# FR: quand bien même + temps



## Bill Kaulitz

Bonjour!
àpres les conjonctions comme : au cas où/quand bien même,etc.on peut utiliser le futur simple dans la proposition principale?
P.ex: Quand bien même tu me jurerais que c'est vrai,je ne te croirais pas.
Est-ce qu'on peut remplacer croirais par croirai pour exprimer sa certitude dans cette phrase?
Merci d'avance


----------



## besoul

Bill Kaulitz said:


> Quand bien même tu me jurerais que c'est vrai,je ne te croirais pas.



Bonjour.
Tu peux en effet remplacer croirais par croirai. Cependant il y'a une petite nuance:

1) "Quand bien même tu me jurerais que c'est vrai,je ne te *croirais* pas." montre que il y a quand même une petite chance pour que l'interlocuteur croit celui qui jure (emploi du conditionnel). Ainsi, si il force un  peu, et pour peu que l'autre soit influençable, il peut le convaincre.

2) "Quand bien même tu me jurerais que c'est vrai,je ne te *croirai* pas." montre que l'interlocuteur ne croira jamais celui qui jure: c'est sur et certain et ce à jamais. Dans cette situation, l'autre aura beau jurer, il n'arrivera jamais à "me" convaincre.
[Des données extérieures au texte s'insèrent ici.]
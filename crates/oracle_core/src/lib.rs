pub mod archive;
pub mod classify;
pub mod config;
pub mod insights;
pub mod schema;
pub mod snapshot;

use time::format_description::well_known::Rfc3339;
use time::{OffsetDateTime, UtcOffset};

/// Current UTC time as RFC 3339, the format every `fetchedAt` uses.
pub fn now_iso() -> String {
    format_iso(OffsetDateTime::now_utc())
}

pub fn format_iso(at: OffsetDateTime) -> String {
    at.format(&Rfc3339)
        .unwrap_or_else(|_| at.unix_timestamp().to_string())
}

/// Calendar date (`YYYY-MM-DD`) of `at` in UTC.
pub fn iso_date(at: OffsetDateTime) -> String {
    let date = at.to_offset(UtcOffset::UTC).date();
    format!(
        "{:04}-{:02}-{:02}",
        date.year(),
        u8::from(date.month()),
        date.day()
    )
}
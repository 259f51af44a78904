use publish::posts::{publish_issues, ALERT_PREFIX, POST_PREFIX};
use publish::report::{build_daily_report, write_daily_report, HistoryEntry};
use publish::{issues, DataPaths};
use serde_json::{json, Value};
use std::collections::HashSet;
use std::fs;
use time::macros::datetime;

fn read_array(path: &std::path::Path) -> Vec<Value> {
    serde_json::from_str(&fs::read_to_string(path).unwrap()).unwrap()
}

fn ids(entries: &[Value]) -> Vec<String> {
    entries
        .iter()
        .filter_map(|e| e["id"].as_str().map(str::to_string))
        .collect()
}

#[test]
fn repeated_publish_runs_never_duplicate_ids() {
    let dir = tempfile::tempdir().unwrap();
    let paths = DataPaths::new(dir.path());
    paths.ensure().unwrap();
    fs::write(
        &paths.posts,
        serde_json::to_string(&vec![
            json!({"id": "community-42", "title": "Hand-written post"}),
            json!({"id": "verified-retired-issue", "title": "No longer curated"}),
        ])
        .unwrap(),
    )
    .unwrap();

    let issues = issues::bundled().unwrap();
    let first = publish_issues(&paths, &issues, "2026-10-16T00:00:00Z").unwrap();
    let second = publish_issues(&paths, &issues, "2026-10-17T00:00:00Z").unwrap();

    assert_eq!(first.posts_total, second.posts_total);
    assert_eq!(second.posts_total, issues.len() + 1);

    let posts = read_array(&paths.posts);
    let post_ids = ids(&posts);
    let unique: HashSet<_> = post_ids.iter().collect();
    assert_eq!(unique.len(), post_ids.len());
    assert!(post_ids.contains(&"community-42".to_string()));
    assert!(!post_ids.contains(&"verified-retired-issue".to_string()));
    assert_eq!(
        post_ids.iter().filter(|id| id.starts_with(POST_PREFIX)).count(),
        issues.len()
    );
    assert_eq!(posts.last().unwrap()["publishedAt"], "2026-10-17T00:00:00Z");

    let alerts = read_array(&paths.alerts);
    assert_eq!(alerts.len(), second.alerts_total);
    assert!(ids(&alerts).iter().all(|id| id.starts_with(ALERT_PREFIX)));
    assert!(alerts.iter().all(|a| a["severity"] == "high" || a["severity"] == "critical"));
}

#[test]
fn daily_report_updates_history_once_per_day() {
    let dir = tempfile::tempdir().unwrap();
    let paths = DataPaths::new(dir.path().join("public").join("data"));
    let issues = issues::bundled().unwrap();

    let report = build_daily_report(&issues, &[], 2, datetime!(2026-10-16 12:00 UTC));
    write_daily_report(&paths, &report).unwrap();
    let len = write_daily_report(&paths, &report).unwrap();
    assert_eq!(len, 1);

    let next = build_daily_report(&issues, &[], 0, datetime!(2026-10-17 12:00 UTC));
    assert_eq!(write_daily_report(&paths, &next).unwrap(), 2);

    let history: Vec<HistoryEntry> =
        serde_json::from_str(&fs::read_to_string(&paths.report_history).unwrap()).unwrap();
    assert_eq!(history[0].date, "2026-10-17");
    assert_eq!(history[1].new_datasets, 2);

    let daily: Value = serde_json::from_str(&fs::read_to_string(&paths.daily_report).unwrap()).unwrap();
    assert_eq!(daily["date"], "2026-10-17");
    assert_eq!(daily["topIssues"][0]["severity"], "critical");
}

#[cfg(target_os = "linux")]
#[test]
fn publish_recovers_from_lock_left_by_killed_run() {
    let dir = tempfile::tempdir().unwrap();
    let paths = DataPaths::new(dir.path());
    paths.ensure().unwrap();
    let lock = dir.path().join(".eye-oracle-posts.json.lock");
    fs::write(&lock, "4000000000\n").unwrap();

    let issues = issues::bundled().unwrap();
    let summary = publish_issues(&paths, &issues, "2026-10-16T00:00:00Z").unwrap();
    assert_eq!(summary.posts_total, issues.len());
    assert!(!lock.exists());
}
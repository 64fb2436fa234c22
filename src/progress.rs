//! Progress reporting for title scanning.
//!
//! Listing a disc means one or two `ffprobe` runs per title, and each run
//! pre-indexes the title, so a full scan can take a while. A
//! [`ProgressCallback`] passed to
//! [`TitleProbe::list_titles`](crate::TitleProbe::list_titles) is told about
//! every title as it is probed.
//!
//! # Example
//!
//! ```no_run
//! use dvdoll::{ProgressCallback, ProgressInfo, SystemRunner, TitleProbe, Toolchain};
//!
//! struct PrintProgress;
//!
//! impl ProgressCallback for PrintProgress {
//!     fn on_progress(&self, info: &ProgressInfo) {
//!         eprintln!("probing title {} ({} found)", info.title, info.found);
//!     }
//! }
//!
//! let toolchain = Toolchain::default();
//! let probe = TitleProbe::new(&SystemRunner, &toolchain);
//! let disc = probe.list_titles("movie.iso".as_ref(), &PrintProgress);
//! ```

use std::time::Duration;

/// The kind of probe currently running.
#[derive(Debug, Clone, Copy, PartialEq, Eq)]
#[non_exhaustive]
pub enum OperationType {
    /// Enumerating titles and their chapter counts.
    TitleScan,
}

/// A snapshot of scan progress.
#[derive(Debug, Clone)]
pub struct ProgressInfo {
    /// What kind of work is being performed.
    pub operation: OperationType,
    /// Title currently being probed.
    pub title: u32,
    /// Titles found so far.
    pub found: usize,
    /// Wall-clock time elapsed since the operation started.
    pub elapsed: Duration,
}

/// Trait for receiving progress updates while probing.
///
/// Progress callbacks are infallible: they observe but cannot halt the scan.
pub trait ProgressCallback {
    /// Called before each title is probed.
    fn on_progress(&self, info: &ProgressInfo);

    /// Called once the operation has completed.
    fn on_finish(&self, _info: &ProgressInfo) {}
}

/// A no-op implementation that discards all progress notifications.
#[derive(Debug, Clone, Copy, Default)]
pub struct NoOpProgress;

impl ProgressCallback for NoOpProgress {
    fn on_progress(&self, _info: &ProgressInfo) {}
}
Voilà pour les explications...


----------



## Bill Kaulitz

Merci beaucoup!


----------



## gparguez

Je ne pense pas, non. 

Même si la phrase (initiale) est au conditionnel, la certitude se fait déjà fortement ressentir et je ne pense pas que ce soit correct de remplacer par du futur simple. Mais à confirmer...

En mettant à la troisième personne du singulier (pour plus de clareté) et au futur, ça donnerait: 

Quand bien même tu lui jurerais que c'est vrai, il ne te croira pas.

Et ça ne me semble pas grammaticalement correct. Mais à confirmer...


----------



## poorBear

gparguez said:


> Je ne pense pas, non.
> 
> Même si la phrase (initiale) est au conditionnel, la certitude se fait déjà fortement ressentir et je ne pense pas que ce soit correct de remplacer par du futur simple. Mais à confirmer...


 

Personnellement, je laisserais le conditionnel...


----------



## Bill Kaulitz

gparguez said:


> Je ne pense pas, non.
> 
> Même si la phrase (initiale) est au conditionnel, la certitude se fait déjà fortement ressentir et je ne pense pas que ce soit correct de remplacer par du futur simple. Mais à confirmer...
> 
> En mettant à la troisième personne du singulier (pour plus de clareté) et au futur, ça donnerait:
> 
> Quand bien même tu lui jurerais que c'est vrai, il ne te croira pas.
> 
> Et ça ne me semble pas grammaticalement correct. Mais à confirmer...


 Mais dans le conditionnel il n'y a pas de certitude que vous avez dit:Même si la phrase (initiale) est au conditionnel, la certitude se fait déjà fortement ressentir


----------



## gparguez

personnellement, si on me dit "quand bien même tu me jurerais que c'est vrai je ne te croirais pas", je comprendrais qu'il n'y a pas moyen de convaincre l'autre personne...
La "condition" qu'il faut considérer ici (pour justifier l'emploi du conditionnel) est je pense liée au fait que l'autre personne "jure que c'est vrai" ou non (l'utilisation de "quand bien même" montre qu'à l'instant où il est employé l'autre personne n'a pas encore juré...) et aucunement liée au degré de certitude de l'expression "je ne te croirais pas"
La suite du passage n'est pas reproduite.